▶ [TASK STATEMENT] Find the lines in the entries that follow where the word "subtitles" occurs, and state how many there are, with no other words.

▶ [SUPPLIED MATERIAL]

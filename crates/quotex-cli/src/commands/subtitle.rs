//! Subtitle command handlers

use anyhow::{Context, Result};

use quotex_core::Store;

use super::{confirmed, find_subtitle, find_title};
use crate::output::Output;

/// List the subtitles of a title
pub fn list(store: &Store, category: String, title: String, output: &Output) -> Result<()> {
    let title = find_title(store, &category, &title)?;
    let subtitles = store.subtitles(title.id)?;
    output.print_subtitles(&subtitles);
    Ok(())
}

/// Create a subtitle under an existing title
pub fn add(
    store: &mut Store,
    category: String,
    title: String,
    name: String,
    output: &Output,
) -> Result<()> {
    let parent = find_title(store, &category, &title)?;
    let subtitle = store
        .create_subtitle(parent.id, &name)
        .context("Failed to create subtitle")?;
    output.success(&format!(
        "Created subtitle: {} / {} / {}",
        category, parent.name, subtitle.name
    ));
    Ok(())
}

/// Rename a subtitle within its title
pub fn rename(
    store: &mut Store,
    category: String,
    title: String,
    name: String,
    new_name: String,
    output: &Output,
) -> Result<()> {
    let subtitle = find_subtitle(store, &category, &title, &name)?;
    let renamed = store
        .rename_subtitle(subtitle.id, &new_name)
        .context("Failed to rename subtitle")?;
    output.success(&format!(
        "Renamed subtitle: {} → {}",
        subtitle.name, renamed.name
    ));
    Ok(())
}

/// Delete a subtitle and its promises
pub fn delete(
    store: &mut Store,
    category: String,
    title: String,
    name: String,
    yes: bool,
    output: &Output,
) -> Result<()> {
    let subtitle = find_subtitle(store, &category, &title, &name)?;

    let prompt = format!(
        "Delete subtitle '{} / {} / {}' with all of its promises",
        category, title, subtitle.name
    );
    if !confirmed(&prompt, yes, output)? {
        return Ok(());
    }

    let removed = store
        .delete_subtitle(subtitle.id)
        .context("Failed to delete subtitle")?;
    output.success(&format!(
        "Deleted subtitle: {} ({} promise(s) removed)",
        subtitle.name, removed
    ));
    Ok(())
}
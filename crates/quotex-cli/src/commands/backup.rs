//! Backup command handlers
//!
//! Backups use the flat legacy row layout, so files written by older
//! versions can be imported and vice versa.

use std::path::PathBuf;

use anyhow::{Context, Result};

use quotex_core::storage::{read_backup, write_backup};
use quotex_core::Store;

use crate::output::Output;

/// Write every promise (and every empty node) to a backup
///
/// Without a file the JSON goes to stdout.
pub fn export(store: &Store, file: Option<PathBuf>, output: &Output) -> Result<()> {
    let rows = store.export_rows().context("Failed to export promises")?;

    match file {
        Some(path) => {
            write_backup(&path, &rows)
                .with_context(|| format!("Failed to write backup: {:?}", path))?;
            output.success(&format!("Exported {} row(s) to {}", rows.len(), path.display()));
        }
        None => {
            println!(
                "{}",
                serde_json::to_string_pretty(&rows).context("Failed to serialize backup")?
            );
        }
    }
    Ok(())
}

/// Merge a backup into the store
pub fn import(store: &mut Store, file: PathBuf, output: &Output) -> Result<()> {
    let rows =
        read_backup(&file).with_context(|| format!("Failed to read backup: {:?}", file))?;
    let report = store
        .import_rows(&rows)
        .context("Failed to import backup")?;
    output.print_import_report(&report);
    Ok(())
}
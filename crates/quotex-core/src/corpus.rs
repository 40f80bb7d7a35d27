//! Proverbs corpus
//!
//! 31 chapters, one per day of the month. The bundled corpus is compiled
//! into the binary; a different file can be loaded from disk as long as it
//! has the same shape:
//!
//! ```json
//! { "chapters": [ { "chapter": 1, "verses": [ { "verseNumber": 7, "text": "..." } ] } ] }
//! ```

use std::fmt;
use std::path::{Path, PathBuf};

use chrono::{Datelike, NaiveDate};
use rand::seq::SliceRandom;
use rand::Rng;
use serde::{Deserialize, Serialize};
use thiserror::Error;
use tracing::debug;

/// Number of chapters, and the largest day of any month
pub const CHAPTER_COUNT: u32 = 31;

const BUNDLED: &str = include_str!("../assets/proverbs.json");

#[derive(Error, Debug)]
pub enum CorpusError {
    #[error("Failed to read corpus '{path}': {source}")]
    Read {
        path: PathBuf,
        #[source]
        source: std::io::Error,
    },

    #[error("Invalid corpus JSON: {0}")]
    Parse(#[from] serde_json::Error),

    #[error("Chapter {0} is outside 1..=31")]
    OutOfRange(u32),

    #[error("Chapter {0} appears more than once")]
    Duplicate(u32),

    #[error("Chapter {0} is missing")]
    Missing(u32),

    #[error("Chapter {0} has no verses")]
    Empty(u32),
}

#[derive(Debug, Clone, PartialEq, Eq, Serialize, Deserialize)]
pub struct Verse {
    #[serde(rename = "verseNumber")]
    pub number: u32,
    pub text: String,
}

#[derive(Debug, Clone, PartialEq, Eq, Serialize, Deserialize)]
pub struct Chapter {
    pub chapter: u32,
    pub verses: Vec<Verse>,
}

#[derive(Deserialize)]
struct CorpusFile {
    chapters: Vec<Chapter>,
}

/// A verse picked for display
#[derive(Debug, Clone, PartialEq, Eq, Serialize)]
pub struct Quote {
    pub chapter: u32,
    pub verse: u32,
    pub text: String,
}

impl Quote {
    /// e.g. "Proverbs 3:5"
    pub fn reference(&self) -> String {
        format!("Proverbs {}:{}", self.chapter, self.verse)
    }
}

impl fmt::Display for Quote {
    fn fmt(&self, f: &mut fmt::Formatter<'_>) -> fmt::Result {
        write!(f, "{} ({})", self.text, self.reference())
    }
}

/// Chapter to read on a given day of the month
pub fn chapter_for(day_of_month: u32) -> u32 {
    day_of_month.clamp(1, CHAPTER_COUNT)
}

/// All 31 chapters, ordered
#[derive(Debug, Clone, PartialEq, Eq)]
pub struct Corpus {
    chapters: Vec<Chapter>,
}

impl Corpus {
    /// The corpus shipped with the crate
    pub fn bundled() -> Result<Self, CorpusError> {
        Self::from_json(BUNDLED)
    }

    /// Load a corpus file from disk
    pub fn load(path: &Path) -> Result<Self, CorpusError> {
        let content = std::fs::read_to_string(path).map_err(|source| CorpusError::Read {
            path: path.to_path_buf(),
            source,
        })?;
        debug!("Loaded corpus from {:?}", path);
        Self::from_json(&content)
    }

    /// Load `path` if given, the bundled corpus otherwise
    pub fn load_or_bundled(path: Option<&Path>) -> Result<Self, CorpusError> {
        match path {
            Some(path) => Self::load(path),
            None => Self::bundled(),
        }
    }

    /// Parse and validate corpus JSON
    ///
    /// Every chapter 1..=31 must appear exactly once with at least one verse.
    pub fn from_json(json: &str) -> Result<Self, CorpusError> {
        let file: CorpusFile = serde_json::from_str(json)?;
        let mut slots: Vec<Option<Chapter>> = vec![None; CHAPTER_COUNT as usize];

        for chapter in file.chapters {
            let n = chapter.chapter;
            if !(1..=CHAPTER_COUNT).contains(&n) {
                return Err(CorpusError::OutOfRange(n));
            }
            if chapter.verses.is_empty() {
                return Err(CorpusError::Empty(n));
            }
            let slot = &mut slots[(n - 1) as usize];
            if slot.is_some() {
                return Err(CorpusError::Duplicate(n));
            }
            *slot = Some(chapter);
        }

        let chapters = slots
            .into_iter()
            .enumerate()
            .map(|(i, slot)| slot.ok_or(CorpusError::Missing(i as u32 + 1)))
            .collect::<Result<Vec<_>, _>>()?;

        Ok(Self { chapters })
    }

    /// Verses of chapter `n`, in order
    pub fn chapter(&self, n: u32) -> Option<&Chapter> {
        if n == 0 {
            return None;
        }
        self.chapters.get((n - 1) as usize)
    }

    pub fn chapters(&self) -> &[Chapter] {
        &self.chapters
    }

    /// A random verse from chapter `n`
    pub fn random_verse<R: Rng + ?Sized>(&self, n: u32, rng: &mut R) -> Option<Quote> {
        let chapter = self.chapter(n)?;
        let verse = chapter.verses.choose(rng)?;
        Some(Quote {
            chapter: chapter.chapter,
            verse: verse.number,
            text: verse.text.clone(),
        })
    }

    /// Quote of the day: a random verse from the chapter matching the day of the month
    pub fn daily_quote<R: Rng + ?Sized>(&self, date: NaiveDate, rng: &mut R) -> Quote {
        let n = chapter_for(date.day());
        // Validation guarantees every chapter has a verse
        self.random_verse(n, rng).unwrap_or_else(|| Quote {
            chapter: n,
            verse: 0,
            text: String::new(),
        })
    }
}
//! Category command handlers

use anyhow::{Context, Result};

use quotex_core::Store;

use super::{confirmed, find_category};
use crate::output::Output;

/// List all categories
pub fn list(store: &Store, output: &Output) -> Result<()> {
    let categories = store.categories()?;
    output.print_categories(&categories);
    Ok(())
}

/// Create a new, empty category
pub fn add(store: &mut Store, name: String, output: &Output) -> Result<()> {
    let category = store
        .create_category(&name)
        .context("Failed to create category")?;
    output.success(&format!("Created category: {}", category.name));
    Ok(())
}

/// Rename a category; its titles, subtitles and promises follow
pub fn rename(store: &mut Store, name: String, new_name: String, output: &Output) -> Result<()> {
    let category = find_category(store, &name)?;
    let renamed = store
        .rename_category(category.id, &new_name)
        .context("Failed to rename category")?;
    output.success(&format!("Renamed category: {} → {}", category.name, renamed.name));
    Ok(())
}

/// Delete a category and everything under it
pub fn delete(store: &mut Store, name: String, yes: bool, output: &Output) -> Result<()> {
    let category = find_category(store, &name)?;

    let prompt = format!(
        "Delete category '{}' with all of its titles, subtitles and promises",
        category.name
    );
    if !confirmed(&prompt, yes, output)? {
        return Ok(());
    }

    let removed = store
        .delete_category(category.id)
        .context("Failed to delete category")?;
    output.success(&format!(
        "Deleted category: {} ({} promise(s) removed)",
        category.name, removed
    ));
    Ok(())
}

▶ [OUTPUT] 5